Ehrlich währt am längsten - nach langen Jahren im düsteren Untergrund geht für den Hardcore-Poeten der Alternativ-Rockszene endlich die Sonne auf

Henry Rollins leidet unter Jetlag und entschuldigt sich grinsend, wenn er beim Reden ein Gähnen nicht unterdrücken kann. Scheinbar müde hat er sich auf dem Sofa des Hotelzimmers langgemacht, ein weiches Kissen unter dem kurzgeschorenen Haupt. Trotzdem kann er seine überschäumende Energie nicht lange zügeln: Schon bald untermalt er seine Worte mit heftigen Gesten und verwandelt das Sofa in eine Art Bühne. Ein Gespräch mit dem langjährigen Kultstar des US-Hardcore hat den Charakter einer privaten „Spoken Word“-Performance.

Für diese Auftritte, einer Mischung aus Lesung, Schauspiel und Kabarett, ist er inzwischen fast so berühmt wie für seine brachialen Konzerte. Mit beiden Formaten tourt er häufig, hundertfünfzigprozentiger Einsatz ist sein allabendliches Credo. Aber Henry Rollins, den das US-Magazin „Details“ zum Mann des Jahres 1993 erklärte, schreibt auch Bücher und arbeitet zuhause in Los Angeles in seinem Buchverlag. Außerdem gehören ihm zwei Plattenlabels und ein Musikverlag, Rollins entdeckt und produziert neue Bands. Seit einiger Zeit avanciert er sogar zu einem gefragten Filmschauspieler: Regisseur Adam Rifkin drehte mit ihm (in der Rolle eines Polizisten) und Charlie Sheen eine Verfolgungsgeschichte „The Chase“, die in den USA gerade erfolgreich im Kino lief. Derzeit spielt er in der Verfilmung einer Story des Cyberpunk-Papstes William Gibson. Wie hält Rollins diese Ackerei Tag für Tag durch?

„Ich bin gut in Form“, sagt er. Ein Blick auf die tätowierten Muskelpakete genügt, und man glaubt ihm aufs Wort. „Ich mache viel Fitness-Training, ich ernähre mich ausgewogen, ich mißbrauche meinen Körper nicht und nehme keine Drogen. Das ist gut für die Ausdauer. Wie David Lee Roth einmal sagte: Musik sollte so aussehen, wie sie sich anhört.“ Auf Rollins‘ Arbeit trifft das unbedingt zu, seinen Tatendrang erklärt es dennoch nicht. „Es ist eine Kombination aus körperlicher Energie und geistiger Disziplin. Man muß sehr konzentriert sein und ein wirkliches Ziel vor Augen haben“, erklärt er.

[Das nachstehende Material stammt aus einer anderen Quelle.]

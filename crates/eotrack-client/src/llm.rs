use std::time::Duration;

use eotrack_core::error::AppError;
use eotrack_core::traits::Summarizer;
use reqwest::Client;
use serde::{Deserialize, Serialize};

const DEFAULT_BASE_URL: &str = "https://api.anthropic.com/v1";
const DEFAULT_MODEL: &str = "claude-3-7-sonnet-20250219";
const DEFAULT_LLM_TIMEOUT: Duration = Duration::from_secs(120);
const ANTHROPIC_VERSION: &str = "2023-06-01";
const MAX_TOKENS: u32 = 1000;

const DEFAULT_SYSTEM_PROMPT: &str = "You are an expert in law, government, and policy analysis. Your task is to analyze executive orders and provide concise, balanced summaries that help ordinary citizens understand them.";

/// Anthropic messages-API client producing executive order summaries.
#[derive(Clone)]
pub struct AnthropicSummarizer {
    client: Client,
    base_url: String,
    api_key: String,
    model: String,
    timeout_secs: u64,
    system_prompt: String,
}

impl AnthropicSummarizer {
    pub fn new(api_key: &str) -> Result<Self, AppError> {
        Self::with_base_url(api_key, DEFAULT_BASE_URL)
    }

    pub fn with_base_url(api_key: &str, base_url: &str) -> Result<Self, AppError> {
        Self::build(api_key, DEFAULT_MODEL, base_url, DEFAULT_LLM_TIMEOUT)
    }

    pub fn with_model(self, model: impl Into<String>) -> Self {
        Self {
            model: model.into(),
            ..self
        }
    }

    pub fn with_timeout(self, timeout: Duration) -> Result<Self, AppError> {
        let mut rebuilt = Self::build(&self.api_key, &self.model, &self.base_url, timeout)?;
        rebuilt.system_prompt = self.system_prompt;
        Ok(rebuilt)
    }

    pub fn with_system_prompt(mut self, prompt: impl Into<String>) -> Self {
        self.system_prompt = prompt.into();
        self
    }

    fn build(
        api_key: &str,
        model: &str,
        base_url: &str,
        timeout: Duration,
    ) -> Result<Self, AppError> {
        let client = Client::builder()
            .timeout(timeout)
            .build()
            .map_err(|e| AppError::HttpError(e.to_string()))?;

        Ok(Self {
            client,
            base_url: base_url.trim_end_matches('/').to_string(),
            api_key: api_key.to_string(),
            model: model.to_string(),
            timeout_secs: timeout.as_secs(),
            system_prompt: DEFAULT_SYSTEM_PROMPT.to_string(),
        })
    }
}

/// The four-part analysis requested for every order.
fn build_prompt(title: &str, date: &str, content: &str) -> String {
    format!(
        "You are analyzing an executive order titled \"{title}\" issued on {date}.\n\n\
         Here is the full text of the executive order:\n---\n{content}\n---\n\n\
         Please provide a concise summary covering:\n\
         1. A simplified explanation of what this executive order is about (2-3 sentences)\n\
         2. Potential pros and cons of this order (2-3 bullet points each)\n\
         3. What it means and its potential impact (2-3 sentences)\n\
         4. Whether it appears lawful/constitutional or potentially overreaches executive power (1-2 sentences)\n\n\
         Format your response in a simple text format without any markdown or special formatting.\n"
    )
}

// ---- Anthropic API types ----

#[derive(Serialize)]
struct MessagesRequest {
    model: String,
    max_tokens: u32,
    temperature: f32,
    system: String,
    messages: Vec<Message>,
}

#[derive(Serialize)]
struct Message {
    role: String,
    content: String,
}

#[derive(Deserialize)]
struct MessagesResponse {
    content: Vec<ContentBlock>,
}

#[derive(Deserialize)]
#[serde(tag = "type", rename_all = "snake_case")]
enum ContentBlock {
    Text {
        text: String,
    },
    #[serde(other)]
    Other,
}

#[derive(Deserialize)]
struct ApiError {
    error: ApiErrorDetail,
}

#[derive(Deserialize)]
struct ApiErrorDetail {
    message: String,
}

impl Summarizer for AnthropicSummarizer {
    async fn summarize(
        &self,
        title: &str,
        date: &str,
        content: &str,
    ) -> Result<String, AppError> {
        let url = format!("{}/messages", self.base_url);

        let request = MessagesRequest {
            model: self.model.clone(),
            max_tokens: MAX_TOKENS,
            temperature: 0.0,
            system: self.system_prompt.clone(),
            messages: vec![Message {
                role: "user".to_string(),
                content: build_prompt(title, date, content),
            }],
        };

        let response = self
            .client
            .post(&url)
            .header("x-api-key", &self.api_key)
            .header("anthropic-version", ANTHROPIC_VERSION)
            .json(&request)
            .send()
            .await
            .map_err(|e| {
                if e.is_timeout() {
                    AppError::Timeout(self.timeout_secs)
                } else if e.is_connect() {
                    AppError::NetworkError(format!("Connection failed: {}", e))
                } else {
                    AppError::HttpError(e.to_string())
                }
            })?;

        let status = response.status();
        if !status.is_success() {
            let status_code = status.as_u16();
            let body = response.text().await.unwrap_or_default();

            let message = serde_json::from_str::<ApiError>(&body)
                .map(|e| e.error.message)
                .unwrap_or_else(|_| format!("HTTP {}: {}", status_code, body));

            if status_code == 429 {
                return Err(AppError::RateLimitExceeded);
            }

            return Err(AppError::LlmError {
                message,
                status_code,
                retryable: status_code >= 500,
            });
        }

        let parsed: MessagesResponse = response
            .json()
            .await
            .map_err(|e| AppError::HttpError(format!("Failed to parse LLM response: {}", e)))?;

        let summary = parsed
            .content
            .into_iter()
            .filter_map(|block| match block {
                ContentBlock::Text { text } => Some(text),
                ContentBlock::Other => None,
            })
            .collect::<Vec<_>>()
            .join("\n");

        if summary.is_empty() {
            return Err(AppError::LlmError {
                message: "Empty response from LLM".into(),
                status_code: 200,
                retryable: false,
            });
        }

        Ok(summary)
    }
}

Die Frage nach der Natur dieses Ziels beantwortet er knapp und mit einem unschuldigen Lächeln: „Mich völlig zu verausgaben!“ Durch die zwölf Songs auf „Weight“, dem neuen Album

der Rollins Band, fegt er denn auch mit gewohnter Veheraenz, obgleich das dynamische Powerplay nie zum Selbstzweck degeneriert. Nach der 92er-Veröffentlichung „The End Of Silence“, ihrer bislang erfolgreichsten Platte, verbrachte die Band fast ein ganzes Jahr auf Tournee, bevor die Musiker ihr Lager für mehrere Monate in New York aufschlugen, um neue Stücke zu schreiben. Für den ausgestiegenen Bassisten Andrew Weiss stieß Melvin Gibbs, ehemaliges Mitglied von Defunkt und ein renommierter New Yorker Avantgarde-Produzent, dazu. Um der beengenden Atmosphäre gewöhnlicher Studios zu entfliehen, ging man anschließend nach Nevada, wo sich die Band bei den Aufnahmen in einem einsam gelegenen Häuschen ungestört austoben konnte.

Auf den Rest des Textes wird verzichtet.